De la gloria del Estado Social al espejismo del cambio (Parte IV)
Por: JoseSo (José Solano-Saborío)
El vacío perfecto: La orfandad política, el espejismo antisistema y el país que nos debemos
Llegamos al final de este recorrido por nuestra historia política reciente. Recapitulando: vimos al bipartidismo tradicional ahogarse en sus propios escándalos de corrupción, y vimos al PAC ahogarse en su falsa superioridad moral y su monumental incapacidad para gobernar. El resultado de estas dos grandes decepciones estalló en las elecciones del 2022, donde el costarricense llegó a las urnas sintiéndose profundamente huérfano.
Las banderas partidarias perdieron su valor y las lealtades históricas se esfumaron, dejando en su lugar un cinismo generalizado y una conclusión ciudadana tan comprensible como peligrosa: “la política tradicional no sirve para nada”.
El caldo de cultivo para el discurso antisistema
Ese vacío de credibilidad fue el escenario perfecto. Cuando la gente siente que el sistema la olvidó, se vuelve tierra fértil para el surgimiento de discursos “antisistema”. Figuras que, desde afuera de la política tradicional, logran capitalizar el enojo y la frustración.
La estrategia de estos movimientos es simple, pero destructiva: polarizar. Consiste en dividir al país constantemente entre “nosotros los buenos” y “ellos los malos”; enfrentar al “pueblo” contra “la prensa” o contra las mismas instituciones. Es un discurso sumamente atractivo porque canaliza la rabia genuina que sentimos ante la ineficiencia, pero es un juego de fuego. Atacar y minar la institucionalidad democrática es golpear los mismos cimientos que, con todos sus defectos y necesidades de reforma, nos han garantizado la paz desde 1949.
La realidad no come cuentos
Mientras la política nacional se ha transformado en un circo de redes sociales y pleitos interminables en conferencias de prensa, los problemas reales —esos que de verdad nos quitan el sueño— siguen intactos y agravándose. El ruido mediático nos distrae de las verdaderas crisis:
Nuestra clase media sigue asfixiada por las deudas, perdiendo poder adquisitivo mes a mes.
Nuestros agricultores y ganaderos continúan sobreviviendo a duras penas, librados a su suerte frente a mercados desiguales.
El monstruo de la inseguridad ciudadana y el crimen organizado nos está robando la paz de nuestros barrios a un ritmo aterrador.
Pilares intocables de nuestra paz social, como la Caja Costarricense de Seguro Social (CCSS) y la educación pública, se encuentran en cuidados intensivos.
La realidad es terca y no se soluciona con likes ni con discursos encendidos.
El reto hacia el futuro: ¿Cómo nos reconstruimos?
¿Qué hacemos entonces?

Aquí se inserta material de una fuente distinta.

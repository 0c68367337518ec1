//! Router-level tests: the full API against an in-memory SQLite store.

use std::sync::Arc;

use axum::{
  Router,
  body::Body,
  http::{Request, StatusCode, header},
};
use serde_json::{Value, json};
use sitepay_store_sqlite::SqliteStore;
use tower::ServiceExt as _;

use crate::api_router;

async fn app() -> Router {
  let store = SqliteStore::open_in_memory().await.expect("in-memory store");
  api_router(Arc::new(store))
}

/// Send one request and parse the JSON response body.
async fn send(
  app: &Router,
  method: &str,
  uri: &str,
  body: Option<Value>,
) -> (StatusCode, Value) {
  let mut builder = Request::builder().method(method).uri(uri);
  let request = match body {
    Some(v) => {
      builder = builder.header(header::CONTENT_TYPE, "application/json");
      builder.body(Body::from(v.to_string())).unwrap()
    }
    None => builder.body(Body::empty()).unwrap(),
  };

  let response = app.clone().oneshot(request).await.unwrap();
  let status = response.status();
  let bytes = axum::body::to_bytes(response.into_body(), usize::MAX)
    .await
    .unwrap();
  let value = if bytes.is_empty() {
    Value::Null
  } else {
    serde_json::from_slice(&bytes).unwrap()
  };
  (status, value)
}

fn worksite_body(name: &str) -> Value {
  json!({ "name": name, "manager": "Jean Dupont", "location": "Casablanca" })
}

fn supplier_body(name: &str) -> Value {
  json!({ "name": name, "category": "Matériaux" })
}

fn request_body(worksite_id: i64, supplier_id: i64, amount: f64, urgency: &str) -> Value {
  json!({
    "worksite_id": worksite_id,
    "supplier_id": supplier_id,
    "description": "Ciment",
    "amount": amount,
    "urgency": urgency,
    "comment": null,
    "date": "2024-07-01",
  })
}

fn payment_body(request_id: i64, amount: f64) -> Value {
  json!({
    "request_id": request_id,
    "amount": amount,
    "date": "2024-07-05",
    "month_label": "Juillet",
    "method": "TRANSFER",
  })
}

/// Create worksite + supplier + one request through the API; returns their ids.
async fn seeded(app: &Router) -> (i64, i64, i64) {
  let (status, w) = send(app, "POST", "/worksites", Some(worksite_body("Chantier A"))).await;
  assert_eq!(status, StatusCode::CREATED);
  let (status, s) = send(app, "POST", "/suppliers", Some(supplier_body("Fournisseur Alpha"))).await;
  assert_eq!(status, StatusCode::CREATED);
  let (worksite_id, supplier_id) = (w["id"].as_i64().unwrap(), s["id"].as_i64().unwrap());
  let (status, r) = send(
    app,
    "POST",
    "/requests",
    Some(request_body(worksite_id, supplier_id, 5000.0, "URGENT")),
  )
  .await;
  assert_eq!(status, StatusCode::CREATED);
  (worksite_id, supplier_id, r["id"].as_i64().unwrap())
}

// ─── Worksites ───────────────────────────────────────────────────────────────

#[tokio::test]
async fn create_and_list_worksites() {
  let app = app().await;

  let (status, created) =
    send(&app, "POST", "/worksites", Some(worksite_body("Chantier A"))).await;
  assert_eq!(status, StatusCode::CREATED);
  assert_eq!(created["name"], "Chantier A");

  let (status, listed) = send(&app, "GET", "/worksites", None).await;
  assert_eq!(status, StatusCode::OK);
  assert_eq!(listed.as_array().unwrap().len(), 1);
}

#[tokio::test]
async fn create_worksite_with_empty_name_is_rejected() {
  let app = app().await;
  let (status, body) = send(
    &app,
    "POST",
    "/worksites",
    Some(json!({ "name": "", "manager": "X", "location": "Y" })),
  )
  .await;
  assert_eq!(status, StatusCode::BAD_REQUEST);
  assert_eq!(body["message"], "worksite name is required");
}

#[tokio::test]
async fn get_missing_worksite_is_404() {
  let app = app().await;
  let (status, _) = send(&app, "GET", "/worksites/42", None).await;
  assert_eq!(status, StatusCode::NOT_FOUND);
}

#[tokio::test]
async fn update_worksite_roundtrip() {
  let app = app().await;
  let (_, created) =
    send(&app, "POST", "/worksites", Some(worksite_body("Chantier A"))).await;
  let id = created["id"].as_i64().unwrap();

  let (status, updated) = send(
    &app,
    "PUT",
    &format!("/worksites/{id}"),
    Some(worksite_body("Chantier A bis")),
  )
  .await;
  assert_eq!(status, StatusCode::OK);
  assert_eq!(updated["name"], "Chantier A bis");
}

#[tokio::test]
async fn delete_referenced_worksite_is_a_400_and_changes_nothing() {
  let app = app().await;
  let (worksite_id, _, request_id) = seeded(&app).await;

  let (status, body) =
    send(&app, "DELETE", &format!("/worksites/{worksite_id}"), None).await;
  assert_eq!(status, StatusCode::BAD_REQUEST);
  assert_eq!(
    body["message"],
    "cannot delete this worksite: requests still reference it"
  );

  let (status, _) = send(&app, "GET", &format!("/worksites/{worksite_id}"), None).await;
  assert_eq!(status, StatusCode::OK);
  let (status, _) = send(&app, "GET", &format!("/requests/{request_id}"), None).await;
  assert_eq!(status, StatusCode::OK);
}

#[tokio::test]
async fn delete_worksite_roundtrip() {
  let app = app().await;
  let (_, created) =
    send(&app, "POST", "/worksites", Some(worksite_body("Chantier A"))).await;
  let id = created["id"].as_i64().unwrap();

  let (status, body) = send(&app, "DELETE", &format!("/worksites/{id}"), None).await;
  assert_eq!(status, StatusCode::OK);
  assert_eq!(body["message"], "worksite deleted");

  let (status, _) = send(&app, "GET", &format!("/worksites/{id}"), None).await;
  assert_eq!(status, StatusCode::NOT_FOUND);
}

// ─── Requests ────────────────────────────────────────────────────────────────

#[tokio::test]
async fn create_request_with_unknown_parents_is_a_400() {
  let app = app().await;
  let (status, body) =
    send(&app, "POST", "/requests", Some(request_body(1, 1, 5000.0, "URGENT"))).await;
  assert_eq!(status, StatusCode::BAD_REQUEST);
  assert_eq!(body["message"], "unknown worksite or supplier id");
}

#[tokio::test]
async fn create_request_with_negative_amount_is_rejected() {
  let app = app().await;
  let (worksite_id, supplier_id, _) = seeded(&app).await;
  let (status, body) = send(
    &app,
    "POST",
    "/requests",
    Some(request_body(worksite_id, supplier_id, -10.0, "NORMAL")),
  )
  .await;
  assert_eq!(status, StatusCode::BAD_REQUEST);
  assert_eq!(body["message"], "amount must be positive");
}

#[tokio::test]
async fn request_detail_includes_relations_and_payments() {
  let app = app().await;
  let (_, _, request_id) = seeded(&app).await;
  send(&app, "POST", "/payments", Some(payment_body(request_id, 2000.0))).await;

  let (status, body) = send(&app, "GET", &format!("/requests/{request_id}"), None).await;
  assert_eq!(status, StatusCode::OK);
  assert_eq!(body["worksite"]["name"], "Chantier A");
  assert_eq!(body["supplier"]["name"], "Fournisseur Alpha");
  assert_eq!(body["payments"].as_array().unwrap().len(), 1);
  assert_eq!(body["urgency"], "URGENT");
}

// ─── Payments ────────────────────────────────────────────────────────────────

#[tokio::test]
async fn overpayment_is_accepted() {
  let app = app().await;
  let (_, _, request_id) = seeded(&app).await;

  // 5000 requested, 7000 paid.
  let (status, _) =
    send(&app, "POST", "/payments", Some(payment_body(request_id, 4000.0))).await;
  assert_eq!(status, StatusCode::CREATED);
  let (status, _) =
    send(&app, "POST", "/payments", Some(payment_body(request_id, 3000.0))).await;
  assert_eq!(status, StatusCode::CREATED);

  let (_, body) = send(&app, "GET", "/dashboard", None).await;
  assert_eq!(body["total_outstanding"], -2000.0);
}

#[tokio::test]
async fn payment_against_unknown_request_is_a_400() {
  let app = app().await;
  let (status, body) =
    send(&app, "POST", "/payments", Some(payment_body(42, 1000.0))).await;
  assert_eq!(status, StatusCode::BAD_REQUEST);
  assert_eq!(body["message"], "unknown request id");
}

#[tokio::test]
async fn payment_with_unknown_method_is_rejected() {
  let app = app().await;
  let (_, _, request_id) = seeded(&app).await;
  let mut body = payment_body(request_id, 1000.0);
  body["method"] = json!("BARTER");

  let (status, _) = send(&app, "POST", "/payments", Some(body)).await;
  // Unknown enum tags fail deserialisation before the handler runs.
  assert_eq!(status, StatusCode::UNPROCESSABLE_ENTITY);
}

// ─── Dashboard ───────────────────────────────────────────────────────────────

/// Two worksites, two requests (one URGENT with 3000 paid, one NORMAL with
/// 3000 paid), matching the worked scenario of the dashboard design.
async fn dashboard_fixture(app: &Router) -> (i64, i64) {
  let (worksite_a, supplier_id, urgent) = seeded(app).await;
  send(app, "POST", "/payments", Some(payment_body(urgent, 2000.0))).await;
  send(app, "POST", "/payments", Some(payment_body(urgent, 1000.0))).await;

  let (_, w) = send(app, "POST", "/worksites", Some(worksite_body("Chantier B"))).await;
  let worksite_b = w["id"].as_i64().unwrap();
  let (_, r) = send(
    app,
    "POST",
    "/requests",
    Some(request_body(worksite_b, supplier_id, 8000.0, "NORMAL")),
  )
  .await;
  let normal = r["id"].as_i64().unwrap();
  let mut p = payment_body(normal, 3000.0);
  p["method"] = json!("CHEQUE");
  p["date"] = json!("2024-06-20");
  send(app, "POST", "/payments", Some(p)).await;

  (worksite_a, worksite_b)
}

#[tokio::test]
async fn dashboard_totals_counts_and_top_urgent() {
  let app = app().await;
  dashboard_fixture(&app).await;

  let (status, body) = send(&app, "GET", "/dashboard", None).await;
  assert_eq!(status, StatusCode::OK);

  assert_eq!(body["worksite_count"], 2);
  assert_eq!(body["supplier_count"], 1);
  assert_eq!(body["request_count"], 2);
  assert_eq!(body["payment_count"], 3);

  assert_eq!(body["total_requested"], 13000.0);
  assert_eq!(body["total_paid"], 6000.0);
  assert_eq!(body["total_outstanding"], 7000.0);

  let top = body["top_urgent"].as_array().unwrap();
  assert_eq!(top.len(), 1);
  assert_eq!(top[0]["balance"], 2000.0);
  assert_eq!(top[0]["worksite"], "Chantier A");

  assert_eq!(body["charts"]["requested_by_worksite"]["Chantier A"], 5000.0);
  assert_eq!(body["charts"]["requested_by_worksite"]["Chantier B"], 8000.0);
  assert_eq!(body["charts"]["paid_by_method"]["TRANSFER"], 3000.0);
  assert_eq!(body["charts"]["paid_by_method"]["CHEQUE"], 3000.0);
  assert_eq!(body["charts"]["paid_by_month"]["2024-07"], 3000.0);
  assert_eq!(body["charts"]["paid_by_month"]["2024-06"], 3000.0);

  assert_eq!(body["recent_payments"].as_array().unwrap().len(), 3);
  assert_eq!(body["recent_worksites"][0]["name"], "Chantier B");
}

#[tokio::test]
async fn dashboard_filters_by_worksite_but_counts_stay_global() {
  let app = app().await;
  let (worksite_a, _) = dashboard_fixture(&app).await;

  let (_, body) = send(
    &app,
    "GET",
    &format!("/dashboard?worksite_id={worksite_a}"),
    None,
  )
  .await;
  assert_eq!(body["total_requested"], 5000.0);
  assert_eq!(body["total_paid"], 3000.0);
  // Counts are never filtered.
  assert_eq!(body["request_count"], 2);
}

#[tokio::test]
async fn dashboard_filters_by_urgency() {
  let app = app().await;
  dashboard_fixture(&app).await;

  let (_, body) = send(&app, "GET", "/dashboard?urgency=NORMAL", None).await;
  assert_eq!(body["total_requested"], 8000.0);
  assert!(body["top_urgent"].as_array().unwrap().is_empty());
}

#[tokio::test]
async fn dashboard_filters_by_month() {
  let app = app().await;
  let (worksite_a, supplier_id, _) = seeded(&app).await; // dated 2024-07-01
  let mut june = request_body(worksite_a, supplier_id, 3000.0, "NORMAL");
  june["date"] = json!("2024-06-15");
  send(&app, "POST", "/requests", Some(june)).await;

  let (_, body) = send(&app, "GET", "/dashboard?month=2024-07", None).await;
  assert_eq!(body["total_requested"], 5000.0);

  let (_, body) = send(&app, "GET", "/dashboard?month=2024-06", None).await;
  assert_eq!(body["total_requested"], 3000.0);
}

#[tokio::test]
async fn malformed_dashboard_filters_are_ignored() {
  let app = app().await;
  dashboard_fixture(&app).await;

  let (status, body) = send(
    &app,
    "GET",
    "/dashboard?worksite_id=abc&urgency=SOMEDAY&month=juillet",
    None,
  )
  .await;
  assert_eq!(status, StatusCode::OK);
  // Same as the unfiltered view.
  assert_eq!(body["total_requested"], 13000.0);
}

#[tokio::test]
async fn empty_store_dashboard_is_all_zeros() {
  let app = app().await;
  let (status, body) = send(&app, "GET", "/dashboard", None).await;
  assert_eq!(status, StatusCode::OK);
  assert_eq!(body["total_requested"], 0.0);
  assert_eq!(body["total_paid"], 0.0);
  assert_eq!(body["total_outstanding"], 0.0);
  assert!(body["top_urgent"].as_array().unwrap().is_empty());
  assert!(
    body["charts"]["requested_by_worksite"]
      .as_object()
      .unwrap()
      .is_empty()
  );
}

La respuesta no está en dinamitar la casa que tanto nos costó construir, ni tampoco en sentarnos a soñar con volver a los años 50. El mundo cambió y los retos son otros.
Costa Rica necesita con urgencia nuevos liderazgos, desde los concejos municipales en nuestros cantones —donde se vive la realidad más cruda y cercana del ciudadano— hasta la silla presidencial. Necesitamos líderes que combinen dos elementos innegociables: empatía social para entender el dolor de esta brecha que nos divide, y capacidad técnica probada para administrar la cosa pública. Porque ya nos quedó clarísimo que ni los gritos, ni las buenas intenciones, ni la sola indignación construyen puentes, bajan la pobreza o generan empleo.
El país que nos debemos
Es hora de que maduremos como electorado. El enojo nos llevó a castigar al bipartidismo dándole el poder al PAC, y ese mismo enojo nos empujó luego a buscar salidas antisistema. No podemos seguir votando solo con el hígado; tenemos que empezar a votar con la cabeza.
Nuestros hijos y nietos merecen heredar una nación viable. Esa Costa Rica solidaria, próspera y en paz que una vez fuimos, aún es posible de reconstruir. Pero solo será una realidad si como ciudadanos dejamos de ser simples espectadores, asumimos nuestro rol y empezamos a exigir resultados concretos, no solo shows mediáticos. La democracia no se defiende sola; nos toca a nosotros.